[Extracted data]
use axum::Json;
use axum::extract::State;
use axum::http::StatusCode;
use axum::response::{IntoResponse, Response};

use crate::application::error::ErrorReport;
use crate::infra::http::api::models::HealthReport;
use crate::infra::http::api::state::ApiState;

const SOURCE: &str = "infra::http::api::health";

/// Store and cache reachability. Only the store decides the status code; a
/// cache outage reports `degraded`.
pub async fn health(State(state): State<ApiState>) -> Response {
    let database = state.health.ping().await;
    let cache = state.cache.ping().await;

    let status = if database.is_ok() {
        StatusCode::OK
    } else {
        StatusCode::SERVICE_UNAVAILABLE
    };

    let report = HealthReport {
        status: if database.is_ok() && cache.is_ok() {
            "ok"
        } else if database.is_ok() {
            "degraded"
        } else {
            "unavailable"
        },
        database: if database.is_ok() { "up" } else { "down" },
        cache: if cache.is_ok() { "up" } else { "down" },
    };

    let mut response = (status, Json(report)).into_response();
    if let Err(err) = database {
        ErrorReport::from_error(SOURCE, status, &err).attach(&mut response);
    }
    response
}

[Your assignment]
Starting with the first line of the records, repeat every line up to and including the one containing "status code; a", and nothing else.

[Task result]
use axum::Json;
use axum::extract::State;
use axum::http::StatusCode;
use axum::response::{IntoResponse, Response};

use crate::application::error::ErrorReport;
use crate::infra::http::api::models::HealthReport;
use crate::infra::http::api::state::ApiState;

const SOURCE: &str = "infra::http::api::health";

/// Store and cache reachability. Only the store decides the status code; a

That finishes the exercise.